University of Pennsylvania, CIS 565: GPU Programming and Architecture, Project 3 - Path Tracer

Caroline Lachanski: LinkedIn, personal website

Tested on: Windows 10, i5-6500 @ 3.20GHz 16GB, GTX 1660 (personal computer)

Project Description

The purpose of this project was to create a GPU-parallelized path tracer using CUDA.

Note: Rather than putting one large performance analysis section at the end of this readme, analysis will be done per feature if applicable.

Features

Ray Termination via Stream Compaction

Each ray shot out from the camera will continue to bounce around a scene, accumulating color, until it terminates for any number of reasons, including hitting a light source, hitting no geometry, and reaching the maximum number of bounces. To avoid warp divergence by continuing to process rays that are terminated, stream compaction (using the thrust partition function) is used to reorganize all of the rays by whether they are terminated or not. Thus, following kernels can be called on only the yet unterminated rays. The graph below shows the number of rays to be processed at a given depth when stream compaction is used (if stream compaction were not used, the number of rays would be constant for every depth):

We can see the number of rays to be processed decreases substantially on each bounce, thus freeing up threads (and decreasing warp divergence).

The effect of stream compaction can also be seen when we compare the performance on a scene that is closed (bounded by geometry on all sides, a closed cornell box) vs. a scene that is open (not bounded on all sides). A closed scene should take longer to render since no matter where a ray bounces, it will always intersect geometry, as opposed to an open scene in which many rays terminate by not hitting any geometry.

First Bounce Caching

Another potential optimization is first bounce caching. This means that on the first iteration (first sample per pixel), we cache the intersections found on the first bounce in the scene, and on subsequent iterations, reuse those first intersections. The graph below shows the effects of first bounce caching on the runtime of the second iteration (i.e. the first iteration that would use the cached bounce if applicable):

Caching the first bounce generally seems to have a positive, if relatively small, effect on performance. It is unclear why at a max depth of 11, caching would make performance worse, however.

Material Sorting

Each piece of geometry has a material ID corresponding to its material, and materials can be reused across different geometry. Since each material potentially follows a different code path when evaluated for color and next ray direction, we can attempt to avoid warp divergence by sorting rays/intersections by their material ID.
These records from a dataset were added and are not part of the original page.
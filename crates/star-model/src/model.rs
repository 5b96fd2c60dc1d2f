use std::fmt;

use serde::{Deserialize, Serialize};
use tracing::{debug, trace, warn};
use units::{Luminosity, Radius, Temperature};

#[cfg(feature = "tsify")]
use tsify_next::Tsify;

use crate::anchor::{self, AnchorAxis, Resolution};
use crate::appearance::{Appearance, ViewSettings};
use crate::config::ModelConfig;
use crate::conventions::Conventions;
use crate::limits;
use crate::state::StarState;

/// A single-field edit of the star.
#[derive(Debug, Clone, Copy, PartialEq, Serialize, Deserialize)]
#[cfg_attr(feature = "tsify", derive(Tsify))]
#[cfg_attr(feature = "tsify", tsify(into_wasm_abi, from_wasm_abi))]
#[serde(rename_all = "camelCase", tag = "field", content = "value")]
pub enum Edit {
    SurfaceTemp(f64),
    ColorIndex(f64),
    SolarLuminosity(f64),
    Luminosity1e26W(f64),
    AbsoluteMagnitude(f64),
    SolarRadius(f64),
    Radius1e5Km(f64),
    Fixed { axis: AnchorAxis, fixed: bool },
}

impl Edit {
    /// The Stefan–Boltzmann axis this edit changes, if any.
    pub fn axis(&self) -> Option<AnchorAxis> {
        match self {
            Edit::SurfaceTemp(_) | Edit::ColorIndex(_) => Some(AnchorAxis::Temperature),
            Edit::SolarLuminosity(_) | Edit::Luminosity1e26W(_) | Edit::AbsoluteMagnitude(_) => {
                Some(AnchorAxis::Luminosity)
            }
            Edit::SolarRadius(_) | Edit::Radius1e5Km(_) => Some(AnchorAxis::Radius),
            Edit::Fixed { .. } => None,
        }
    }

    /// The edit with its value clamped to the control range, or `None` for NaN.
    ///
    /// The 10⁵ km radius range depends on `conventions`.
    pub fn clamped(self, conventions: Conventions) -> Option<Edit> {
        let clamp = |value: f64, range: limits::Limits| {
            if value.is_nan() {
                None
            } else {
                Some(range.clamp(value))
            }
        };
        let edit = match self {
            Edit::SurfaceTemp(v) => Edit::SurfaceTemp(clamp(v, limits::SURFACE_TEMP_K)?),
            Edit::ColorIndex(v) => Edit::ColorIndex(clamp(v, limits::COLOR_INDEX_BV)?),
            Edit::SolarLuminosity(v) => {
                Edit::SolarLuminosity(clamp(v, limits::SOLAR_LUMINOSITY)?)
            }
            Edit::Luminosity1e26W(v) => {
                Edit::Luminosity1e26W(clamp(v, limits::LUMINOSITY_1E26_W)?)
            }
            Edit::AbsoluteMagnitude(v) => {
                Edit::AbsoluteMagnitude(clamp(v, limits::ABSOLUTE_MAGNITUDE)?)
            }
            Edit::SolarRadius(v) => Edit::SolarRadius(clamp(v, limits::SOLAR_RADIUS)?),
            Edit::Radius1e5Km(v) => {
                Edit::Radius1e5Km(clamp(v, conventions.radius_1e5_km_limits())?)
            }
            fixed @ Edit::Fixed { .. } => fixed,
        };
        Some(edit)
    }
}

/// What one applied edit did, as delivered to observers.
#[derive(Debug, Clone, Copy, PartialEq, Serialize, Deserialize)]
#[cfg_attr(feature = "tsify", derive(Tsify))]
#[cfg_attr(feature = "tsify", tsify(into_wasm_abi, from_wasm_abi))]
#[serde(rename_all = "camelCase")]
pub struct StarChange {
    /// The edit after clamping
    pub edit: Edit,
    pub resolution: Resolution,
}

/// Receives every change applied to a [`StarModel`].
///
/// Implemented for any `FnMut(&StarState, &StarChange)`.
pub trait StarObserver {
    fn on_change(&mut self, state: &StarState, change: &StarChange);
}

impl<F> StarObserver for F
where
    F: FnMut(&StarState, &StarChange),
{
    fn on_change(&mut self, state: &StarState, change: &StarChange) {
        self(state, change)
    }
}

#[derive(Debug, Clone, Copy, PartialEq, Eq, Hash, PartialOrd, Ord)]
pub struct SubscriptionId(pub u32);

/// One star whose temperature, luminosity and radius are kept consistent
/// under single-field edits.
///
/// # Example
///
/// ```rust
/// use star_model::{AnchorAxis, StarModel};
/// use stellar::SpectralType;
///
/// let mut model = StarModel::new();
/// assert!(model.state().rad_fixed());
///
/// model.set_surface_temp(5778.0);
/// assert!((model.state().solar_luminosity() - 1.0).abs() < 1e-9);
/// assert_eq!(model.state().spectral_type(), Some(SpectralType::G));
///
/// model.set_fixed(AnchorAxis::Luminosity, true);
/// model.set_solar_radius(2.0);
/// assert!(model.state().surface_temp_k() < 5778.0);
/// ```
pub struct StarModel {
    state: StarState,
    conventions: Conventions,
    observers: Vec<(SubscriptionId, Box<dyn StarObserver>)>,
    next_subscription: u32,
}

impl StarModel {
    /// Model with default values: 6000 K, 1 L☉, 1 R☉, radius anchored.
    pub fn new() -> Self {
        Self::with_config(&ModelConfig::default())
    }

    pub fn with_config(config: &ModelConfig) -> Self {
        Self {
            state: StarState::from_initial(&config.initial, config.conventions),
            conventions: config.conventions,
            observers: Vec::new(),
            next_subscription: 0,
        }
    }

    pub fn state(&self) -> &StarState {
        &self.state
    }

    pub fn conventions(&self) -> Conventions {
        self.conventions
    }

    /// Renderer inputs for the current state.
    pub fn appearance(&self, view: &ViewSettings) -> Appearance {
        Appearance::from_state(&self.state, self.conventions.transfer_curve(), view)
    }

    pub fn set_surface_temp(&mut self, kelvin: f64) -> Option<StarChange> {
        self.apply(Edit::SurfaceTemp(kelvin))
    }

    pub fn set_color_index(&mut self, bv: f64) -> Option<StarChange> {
        self.apply(Edit::ColorIndex(bv))
    }

    pub fn set_solar_luminosity(&mut self, solar: f64) -> Option<StarChange> {
        self.apply(Edit::SolarLuminosity(solar))
    }

    pub fn set_luminosity_1e26_w(&mut self, watts_1e26: f64) -> Option<StarChange> {
        self.apply(Edit::Luminosity1e26W(watts_1e26))
    }

    pub fn set_absolute_magnitude(&mut self, magnitude: f64) -> Option<StarChange> {
        self.apply(Edit::AbsoluteMagnitude(magnitude))
    }

    pub fn set_solar_radius(&mut self, solar: f64) -> Option<StarChange> {
        self.apply(Edit::SolarRadius(solar))
    }

    pub fn set_radius_1e5_km(&mut self, radius_1e5_km: f64) -> Option<StarChange> {
        self.apply(Edit::Radius1e5Km(radius_1e5_km))
    }

    pub fn set_fixed(&mut self, axis: AnchorAxis, fixed: bool) -> Option<StarChange> {
        self.apply(Edit::Fixed { axis, fixed })
    }

    /// Apply one edit and run the resolver.
    ///
    /// Returns `None` when nothing changed: a NaN input, or releasing an axis
    /// that is not the anchor. Observers are notified only when `Some`.
    pub fn apply(&mut self, edit: Edit) -> Option<StarChange> {
        let Some(edit) = edit.clamped(self.conventions) else {
            warn!(?edit, "ignoring non-finite star edit");
            return None;
        };

        let resolution = match edit {
            Edit::Fixed { axis, fixed } => {
                let from = self.state.anchor();
                let to = anchor::toggle(from, axis, fixed);
                if from == to {
                    return None;
                }
                debug!(%from, %to, "anchor changed");
                self.state.set_anchor(to);
                Resolution::Reanchored { from, to }
            }
            _ => {
                self.write(edit);
                match edit.axis() {
                    Some(axis) => self.resolve(axis),
                    None => Resolution::Unchanged,
                }
            }
        };

        let change = StarChange { edit, resolution };
        trace!(?change, "star edit resolved");
        self.notify(&change);
        Some(change)
    }

    pub fn subscribe<O>(&mut self, observer: O) -> SubscriptionId
    where
        O: StarObserver + 'static,
    {
        let id = SubscriptionId(self.next_subscription);
        self.next_subscription += 1;
        self.observers.push((id, Box::new(observer)));
        id
    }

    /// Remove an observer. Returns false if `id` was not subscribed.
    pub fn unsubscribe(&mut self, id: SubscriptionId) -> bool {
        let before = self.observers.len();
        self.observers.retain(|(sub, _)| *sub != id);
        self.observers.len() != before
    }

    fn write(&mut self, edit: Edit) {
        let km_factor = self.conventions.radius_edit_factor();
        let state = &mut self.state;
        match edit {
            Edit::SurfaceTemp(kelvin) => state.write_temperature(Temperature::from_kelvin(kelvin)),
            Edit::ColorIndex(bv) => state.write_color_index(bv),
            Edit::SolarLuminosity(solar) => state.write_luminosity(Luminosity::from_solar(solar)),
            Edit::Luminosity1e26W(w) => state.write_luminosity(Luminosity::from_1e26_watts(w)),
            Edit::AbsoluteMagnitude(m) => {
                state.write_luminosity(Luminosity::from_absolute_magnitude(m))
            }
            Edit::SolarRadius(solar) => {
                state.write_radius(Radius::from_solar_radii(solar), km_factor)
            }
            Edit::Radius1e5Km(km) => state.write_radius_km(km, km_factor),
            Edit::Fixed { .. } => {}
        }
    }

    fn resolve(&mut self, edited: AnchorAxis) -> Resolution {
        let resolution = anchor::resolve(edited, self.state.anchor());
        let (t, l, r) = (
            self.state.temperature(),
            self.state.luminosity(),
            self.state.radius(),
        );
        match resolution {
            Resolution::Recomputed { axis: AnchorAxis::Temperature } => {
                self.state.write_temperature(self.conventions.temperature(l, r));
            }
            Resolution::Recomputed { axis: AnchorAxis::Luminosity } => {
                self.state.write_luminosity(self.conventions.luminosity(r, t));
            }
            Resolution::Recomputed { axis: AnchorAxis::Radius } => {
                let km_factor = self.conventions.radius_recompute_factor();
                self.state.write_radius(self.conventions.radius(l, t), km_factor);
            }
            Resolution::Reanchored { from, to } => {
                debug!(%from, %to, "edited the fixed axis; anchor corrected");
                self.state.set_anchor(to);
            }
            Resolution::Unchanged => {}
        }
        resolution
    }

    fn notify(&mut self, change: &StarChange) {
        for (_, observer) in self.observers.iter_mut() {
            observer.on_change(&self.state, change);
        }
    }
}

impl Default for StarModel {
    fn default() -> Self {
        Self::new()
    }
}

impl fmt::Debug for StarModel {
    fn fmt(&self, f: &mut fmt::Formatter) -> fmt::Result {
        f.debug_struct("StarModel")
            .field("state", &self.state)
            .field("conventions", &self.conventions)
            .field("observers", &self.observers.len())
            .finish()
    }
}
Unfortunately, it seems like material sorting did not improve performance for the scenes on which it was tested. This is perhaps due to the large overhead created simply by running the sort not making up for the increased performance from avoiding warp divergence. Perhaps in a scene with many objects and many different materials, we would see a performance improvement.

glTF Mesh Loading (with Bounding Box)

This path tracer also supports the rendering of arbitrary meshes using the glTF format, with help from tiny glTF.

One toggleable performance optimization is the use of a bounding box for each mesh (which is made easy to calculate since the glTF format already stores the per-component min and max positions). Rather than attempting to find an intersection with a mesh by immediately checking an intersection with its potentially many triangles, we first check if a ray intersects the mesh's bounding box, and return false if it does not.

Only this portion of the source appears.